Set out each line from the following listing that includes the word "crates".

== Task material ==

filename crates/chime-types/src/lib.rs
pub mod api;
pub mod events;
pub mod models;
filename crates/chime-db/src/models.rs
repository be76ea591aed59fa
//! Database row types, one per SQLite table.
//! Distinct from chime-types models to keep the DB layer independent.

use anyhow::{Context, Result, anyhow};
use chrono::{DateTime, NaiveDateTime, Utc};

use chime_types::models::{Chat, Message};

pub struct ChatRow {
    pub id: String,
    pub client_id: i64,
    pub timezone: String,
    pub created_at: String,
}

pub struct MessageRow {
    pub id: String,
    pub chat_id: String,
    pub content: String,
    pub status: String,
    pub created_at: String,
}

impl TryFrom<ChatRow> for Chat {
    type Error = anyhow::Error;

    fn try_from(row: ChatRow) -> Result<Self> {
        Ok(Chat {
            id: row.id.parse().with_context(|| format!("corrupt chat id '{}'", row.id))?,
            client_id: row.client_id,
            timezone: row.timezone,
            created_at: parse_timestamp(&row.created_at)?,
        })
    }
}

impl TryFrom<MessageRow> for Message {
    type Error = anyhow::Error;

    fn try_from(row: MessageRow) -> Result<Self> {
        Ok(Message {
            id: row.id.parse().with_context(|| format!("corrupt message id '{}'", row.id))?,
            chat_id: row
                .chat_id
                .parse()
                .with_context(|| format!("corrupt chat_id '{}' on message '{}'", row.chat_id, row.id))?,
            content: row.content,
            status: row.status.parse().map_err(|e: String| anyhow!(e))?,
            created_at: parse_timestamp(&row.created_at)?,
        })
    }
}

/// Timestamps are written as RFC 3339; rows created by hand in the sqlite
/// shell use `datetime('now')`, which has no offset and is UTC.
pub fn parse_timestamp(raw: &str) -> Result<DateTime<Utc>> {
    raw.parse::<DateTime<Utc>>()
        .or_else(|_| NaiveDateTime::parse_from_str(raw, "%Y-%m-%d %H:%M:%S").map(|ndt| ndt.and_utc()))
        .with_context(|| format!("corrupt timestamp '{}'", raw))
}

===
== Task material ==

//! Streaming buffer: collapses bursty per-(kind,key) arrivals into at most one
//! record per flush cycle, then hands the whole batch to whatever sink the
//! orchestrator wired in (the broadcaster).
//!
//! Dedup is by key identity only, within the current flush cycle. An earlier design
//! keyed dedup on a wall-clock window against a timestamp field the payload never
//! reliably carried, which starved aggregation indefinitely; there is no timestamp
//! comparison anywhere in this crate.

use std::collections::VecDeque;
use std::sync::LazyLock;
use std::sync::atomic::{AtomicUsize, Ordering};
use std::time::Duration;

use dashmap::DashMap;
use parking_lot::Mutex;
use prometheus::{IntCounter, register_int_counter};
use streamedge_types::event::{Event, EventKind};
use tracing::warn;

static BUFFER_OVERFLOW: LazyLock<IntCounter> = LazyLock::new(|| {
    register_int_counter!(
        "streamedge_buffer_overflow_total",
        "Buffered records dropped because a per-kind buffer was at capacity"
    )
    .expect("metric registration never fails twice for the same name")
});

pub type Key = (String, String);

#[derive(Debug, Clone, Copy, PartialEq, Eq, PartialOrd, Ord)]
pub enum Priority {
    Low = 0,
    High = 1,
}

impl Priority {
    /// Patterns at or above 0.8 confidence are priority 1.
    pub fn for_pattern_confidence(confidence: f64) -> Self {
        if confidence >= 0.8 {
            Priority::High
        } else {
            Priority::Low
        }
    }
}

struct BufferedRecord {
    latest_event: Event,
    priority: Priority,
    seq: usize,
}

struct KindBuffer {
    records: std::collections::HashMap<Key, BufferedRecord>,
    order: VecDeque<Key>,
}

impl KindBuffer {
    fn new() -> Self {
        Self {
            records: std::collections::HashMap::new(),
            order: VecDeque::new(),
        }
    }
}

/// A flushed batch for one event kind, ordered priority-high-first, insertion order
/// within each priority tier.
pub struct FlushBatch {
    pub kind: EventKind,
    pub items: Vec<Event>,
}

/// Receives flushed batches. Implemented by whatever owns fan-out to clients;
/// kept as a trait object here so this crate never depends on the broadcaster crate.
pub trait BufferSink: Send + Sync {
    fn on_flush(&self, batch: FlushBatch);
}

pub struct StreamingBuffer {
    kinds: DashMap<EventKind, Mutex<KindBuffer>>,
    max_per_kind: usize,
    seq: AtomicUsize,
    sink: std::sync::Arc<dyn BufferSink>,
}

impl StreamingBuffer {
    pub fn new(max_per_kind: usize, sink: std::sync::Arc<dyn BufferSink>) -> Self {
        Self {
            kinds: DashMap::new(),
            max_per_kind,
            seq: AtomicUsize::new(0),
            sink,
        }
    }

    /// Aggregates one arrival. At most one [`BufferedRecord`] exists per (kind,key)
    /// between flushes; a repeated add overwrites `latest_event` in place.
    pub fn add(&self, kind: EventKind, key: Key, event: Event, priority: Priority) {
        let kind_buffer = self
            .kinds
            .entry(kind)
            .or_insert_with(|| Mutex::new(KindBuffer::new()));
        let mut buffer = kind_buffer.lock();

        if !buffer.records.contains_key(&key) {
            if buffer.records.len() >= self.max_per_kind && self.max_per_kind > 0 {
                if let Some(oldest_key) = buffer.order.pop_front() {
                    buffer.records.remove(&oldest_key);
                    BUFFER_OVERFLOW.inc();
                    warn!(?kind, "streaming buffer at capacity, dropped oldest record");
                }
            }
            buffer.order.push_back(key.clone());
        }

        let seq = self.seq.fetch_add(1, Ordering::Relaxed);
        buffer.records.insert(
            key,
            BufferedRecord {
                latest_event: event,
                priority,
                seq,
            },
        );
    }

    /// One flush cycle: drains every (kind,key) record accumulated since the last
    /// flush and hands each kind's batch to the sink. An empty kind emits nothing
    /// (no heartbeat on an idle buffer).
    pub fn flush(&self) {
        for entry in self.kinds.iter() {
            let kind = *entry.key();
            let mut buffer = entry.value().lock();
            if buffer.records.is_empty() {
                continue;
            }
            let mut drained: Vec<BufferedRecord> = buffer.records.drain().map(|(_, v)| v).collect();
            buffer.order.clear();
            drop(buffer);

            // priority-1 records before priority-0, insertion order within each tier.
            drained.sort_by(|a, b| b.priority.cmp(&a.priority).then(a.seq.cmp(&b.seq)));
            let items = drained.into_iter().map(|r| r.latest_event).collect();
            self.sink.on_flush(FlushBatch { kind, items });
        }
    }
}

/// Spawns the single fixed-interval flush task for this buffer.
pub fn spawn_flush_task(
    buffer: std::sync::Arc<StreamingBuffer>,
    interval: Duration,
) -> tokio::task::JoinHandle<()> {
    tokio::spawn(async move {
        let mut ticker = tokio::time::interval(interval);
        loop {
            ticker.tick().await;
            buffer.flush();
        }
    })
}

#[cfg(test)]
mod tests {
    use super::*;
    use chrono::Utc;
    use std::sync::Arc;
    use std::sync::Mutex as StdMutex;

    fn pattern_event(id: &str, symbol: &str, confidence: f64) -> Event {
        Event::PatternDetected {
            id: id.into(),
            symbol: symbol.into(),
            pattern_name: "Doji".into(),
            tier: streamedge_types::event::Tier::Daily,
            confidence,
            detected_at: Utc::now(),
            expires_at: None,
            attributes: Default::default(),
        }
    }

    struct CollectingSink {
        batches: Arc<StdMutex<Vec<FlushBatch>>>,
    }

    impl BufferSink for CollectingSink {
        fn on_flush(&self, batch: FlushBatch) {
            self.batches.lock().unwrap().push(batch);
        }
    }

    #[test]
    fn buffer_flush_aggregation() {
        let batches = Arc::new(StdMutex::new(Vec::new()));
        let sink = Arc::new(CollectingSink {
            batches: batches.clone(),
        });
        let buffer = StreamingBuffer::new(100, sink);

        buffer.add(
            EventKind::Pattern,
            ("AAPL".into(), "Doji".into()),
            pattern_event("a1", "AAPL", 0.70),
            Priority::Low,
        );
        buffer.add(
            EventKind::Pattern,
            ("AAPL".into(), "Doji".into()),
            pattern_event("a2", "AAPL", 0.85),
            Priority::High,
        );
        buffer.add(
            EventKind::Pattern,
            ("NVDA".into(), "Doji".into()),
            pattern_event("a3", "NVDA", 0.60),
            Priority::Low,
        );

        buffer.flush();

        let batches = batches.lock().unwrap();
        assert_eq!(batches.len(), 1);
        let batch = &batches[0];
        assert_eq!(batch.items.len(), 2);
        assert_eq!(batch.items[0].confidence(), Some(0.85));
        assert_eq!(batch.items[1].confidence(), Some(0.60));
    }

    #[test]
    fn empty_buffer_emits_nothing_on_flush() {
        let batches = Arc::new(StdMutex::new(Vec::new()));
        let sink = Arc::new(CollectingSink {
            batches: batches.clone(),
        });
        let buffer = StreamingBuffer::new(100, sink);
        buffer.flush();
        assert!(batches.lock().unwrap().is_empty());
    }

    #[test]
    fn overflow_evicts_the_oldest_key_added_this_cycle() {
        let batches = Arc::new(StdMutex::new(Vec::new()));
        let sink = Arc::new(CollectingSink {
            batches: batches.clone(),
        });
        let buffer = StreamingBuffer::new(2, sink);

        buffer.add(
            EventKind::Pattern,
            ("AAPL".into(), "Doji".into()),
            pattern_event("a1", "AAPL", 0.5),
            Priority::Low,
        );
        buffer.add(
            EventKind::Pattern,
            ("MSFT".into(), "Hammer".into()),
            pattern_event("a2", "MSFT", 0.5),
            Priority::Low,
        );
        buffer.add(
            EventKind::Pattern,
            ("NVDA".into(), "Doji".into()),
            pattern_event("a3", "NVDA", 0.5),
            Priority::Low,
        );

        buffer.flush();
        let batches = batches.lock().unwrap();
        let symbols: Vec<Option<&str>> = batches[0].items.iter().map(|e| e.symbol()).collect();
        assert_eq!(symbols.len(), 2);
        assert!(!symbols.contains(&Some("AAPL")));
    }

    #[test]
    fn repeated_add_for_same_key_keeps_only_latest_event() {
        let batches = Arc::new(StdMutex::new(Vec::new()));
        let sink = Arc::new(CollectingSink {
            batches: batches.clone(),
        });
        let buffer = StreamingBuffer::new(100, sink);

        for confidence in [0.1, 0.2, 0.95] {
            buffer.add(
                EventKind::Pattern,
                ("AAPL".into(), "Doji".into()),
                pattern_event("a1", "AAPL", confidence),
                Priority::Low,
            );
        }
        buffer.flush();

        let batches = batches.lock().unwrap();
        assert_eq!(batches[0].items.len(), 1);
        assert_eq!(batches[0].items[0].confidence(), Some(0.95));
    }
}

===

*Result of the task:*
filename crates/chime-types/src/lib.rs
filename crates/chime-db/src/models.rs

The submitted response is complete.